### [DESCRIPTION OF THE TASK]
Every record must reappear in the answer exactly as given.

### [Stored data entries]
*** Block opens ***

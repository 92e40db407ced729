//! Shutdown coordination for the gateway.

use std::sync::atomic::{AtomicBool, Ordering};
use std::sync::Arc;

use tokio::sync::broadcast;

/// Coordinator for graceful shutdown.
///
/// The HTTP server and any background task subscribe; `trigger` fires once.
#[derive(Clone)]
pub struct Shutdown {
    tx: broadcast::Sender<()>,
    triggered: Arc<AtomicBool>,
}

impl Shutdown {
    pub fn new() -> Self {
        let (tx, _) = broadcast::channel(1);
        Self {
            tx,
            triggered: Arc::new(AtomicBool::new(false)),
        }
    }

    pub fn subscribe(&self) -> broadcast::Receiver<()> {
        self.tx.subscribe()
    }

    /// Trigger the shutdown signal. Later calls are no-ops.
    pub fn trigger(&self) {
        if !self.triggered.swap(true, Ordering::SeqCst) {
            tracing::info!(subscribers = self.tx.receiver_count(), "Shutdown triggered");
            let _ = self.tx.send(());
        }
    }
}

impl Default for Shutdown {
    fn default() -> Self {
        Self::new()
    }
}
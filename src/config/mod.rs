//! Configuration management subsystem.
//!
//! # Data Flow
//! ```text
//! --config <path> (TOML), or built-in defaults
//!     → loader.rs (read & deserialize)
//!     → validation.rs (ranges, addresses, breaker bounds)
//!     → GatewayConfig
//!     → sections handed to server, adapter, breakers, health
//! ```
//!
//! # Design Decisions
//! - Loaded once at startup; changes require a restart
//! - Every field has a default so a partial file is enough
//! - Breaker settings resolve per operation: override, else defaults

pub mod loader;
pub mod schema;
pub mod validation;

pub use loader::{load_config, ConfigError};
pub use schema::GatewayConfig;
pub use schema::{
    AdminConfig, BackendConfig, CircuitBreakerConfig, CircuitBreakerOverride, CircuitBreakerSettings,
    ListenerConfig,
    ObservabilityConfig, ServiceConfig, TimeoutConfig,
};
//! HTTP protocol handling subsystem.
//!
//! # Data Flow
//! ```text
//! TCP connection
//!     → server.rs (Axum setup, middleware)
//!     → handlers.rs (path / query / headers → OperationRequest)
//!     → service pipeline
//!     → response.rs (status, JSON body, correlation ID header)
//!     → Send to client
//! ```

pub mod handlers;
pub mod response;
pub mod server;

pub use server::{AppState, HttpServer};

*** Block closes ***

### [YOUR SOLUTION]
repository 92e40db407ced729
//! Shutdown coordination for the gateway.

use std::sync::atomic::{AtomicBool, Ordering};
use std::sync::Arc;

use tokio::sync::broadcast;

/// Coordinator for graceful shutdown.
///
/// The HTTP server and any background task subscribe; `trigger` fires once.
#[derive(Clone)]
pub struct Shutdown {
    tx: broadcast::Sender<()>,
    triggered: Arc<AtomicBool>,
}

impl Shutdown {
    pub fn new() -> Self {
        let (tx, _) = broadcast::channel(1);
        Self {
            tx,
            triggered: Arc::new(AtomicBool::new(false)),
        }
    }

    pub fn subscribe(&self) -> broadcast::Receiver<()> {
        self.tx.subscribe()
    }

    /// Trigger the shutdown signal. Later calls are no-ops.
    pub fn trigger(&self) {
        if !self.triggered.swap(true, Ordering::SeqCst) {
            tracing::info!(subscribers = self.tx.receiver_count(), "Shutdown triggered");
            let _ = self.tx.send(());
        }
    }
}

impl Default for Shutdown {
    fn default() -> Self {
        Self::new()
    }
}
filename src/config/mod.rs
//! Configuration management subsystem.
//!
//! # Data Flow
//! ```text
//! --config <path> (TOML), or built-in defaults
//!     → loader.rs (read & deserialize)
//!     → validation.rs (ranges, addresses, breaker bounds)
//!     → GatewayConfig
//!     → sections handed to server, adapter, breakers, health
//! ```
//!
//! # Design Decisions
//! - Loaded once at startup; changes require a restart
//! - Every field has a default so a partial file is enough
//! - Breaker settings resolve per operation: override, else defaults

pub mod loader;
pub mod schema;
pub mod validation;

pub use loader::{load_config, ConfigError};
pub use schema::GatewayConfig;
pub use schema::{
    AdminConfig, BackendConfig, CircuitBreakerConfig, CircuitBreakerOverride, CircuitBreakerSettings,
    ListenerConfig,
    ObservabilityConfig, ServiceConfig, TimeoutConfig,
};
//! HTTP protocol handling subsystem.
//!
//! # Data Flow
//! ```text
//! TCP connection
//!     → server.rs (Axum setup, middleware)
//!     → handlers.rs (path / query / headers → OperationRequest)
//!     → service pipeline
//!     → response.rs (status, JSON body, correlation ID header)
//!     → Send to client
//! ```

pub mod handlers;
pub mod response;
pub mod server;

pub use server::{AppState, HttpServer};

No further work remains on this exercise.